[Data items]
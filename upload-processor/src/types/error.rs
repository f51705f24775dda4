//! Error responses for the event endpoint
//!
//! Any failure is answered with a 500 so the notification mechanism redelivers the event.

use aide::OperationOutput;
use axum::{
    http::StatusCode,
    response::{IntoResponse, Response},
    Json,
};
use schemars::JsonSchema;
use serde::Serialize;

use crate::processor::ProcessError;

/// Error body returned to the caller
#[derive(Debug, Serialize, JsonSchema)]
pub struct ErrorResponse {
    /// Human-readable error message
    pub error: String,
}

/// Application error type that wraps the error response
#[derive(Debug)]
pub struct AppError {
    status: StatusCode,
    inner: ErrorResponse,
}

impl AppError {
    /// Create a new application error
    #[must_use]
    pub fn new(status: StatusCode, message: impl Into<String>) -> Self {
        Self {
            status,
            inner: ErrorResponse {
                error: message.into(),
            },
        }
    }
}

impl IntoResponse for AppError {
    fn into_response(self) -> Response {
        match self.status.as_u16() {
            400..=499 => tracing::warn!("Client error: {}", self.inner.error),
            500..=599 => tracing::error!("Server error: {}", self.inner.error),
            _ => {}
        }

        (self.status, Json(self.inner)).into_response()
    }
}

impl OperationOutput for AppError {
    type Inner = ErrorResponse;
}

impl From<ProcessError> for AppError {
    fn from(err: ProcessError) -> Self {
        Self::new(StatusCode::INTERNAL_SERVER_ERROR, err.to_string())
    }
}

-- What to do --
Print all the records exactly as written.

-- Reply --
filename upload-processor/src/types/error.rs
repository f51705f24775dda4
//! Error responses for the event endpoint
//!
//! Any failure is answered with a 500 so the notification mechanism redelivers the event.

use aide::OperationOutput;
use axum::{
    http::StatusCode,
    response::{IntoResponse, Response},
    Json,
};
use schemars::JsonSchema;
use serde::Serialize;

use crate::processor::ProcessError;

/// Error body returned to the caller
#[derive(Debug, Serialize, JsonSchema)]
pub struct ErrorResponse {
    /// Human-readable error message
    pub error: String,
}

/// Application error type that wraps the error response
#[derive(Debug)]
pub struct AppError {
    status: StatusCode,
    inner: ErrorResponse,
}

impl AppError {
    /// Create a new application error
    #[must_use]
    pub fn new(status: StatusCode, message: impl Into<String>) -> Self {
        Self {
            status,
            inner: ErrorResponse {
                error: message.into(),
            },
        }
    }
}

impl IntoResponse for AppError {
    fn into_response(self) -> Response {
        match self.status.as_u16() {
            400..=499 => tracing::warn!("Client error: {}", self.inner.error),
            500..=599 => tracing::error!("Server error: {}", self.inner.error),
            _ => {}
        }

        (self.status, Json(self.inner)).into_response()
    }
}

impl OperationOutput for AppError {
    type Inner = ErrorResponse;
}

impl From<ProcessError> for AppError {
    fn from(err: ProcessError) -> Self {
        Self::new(StatusCode::INTERNAL_SERVER_ERROR, err.to_string())
    }
}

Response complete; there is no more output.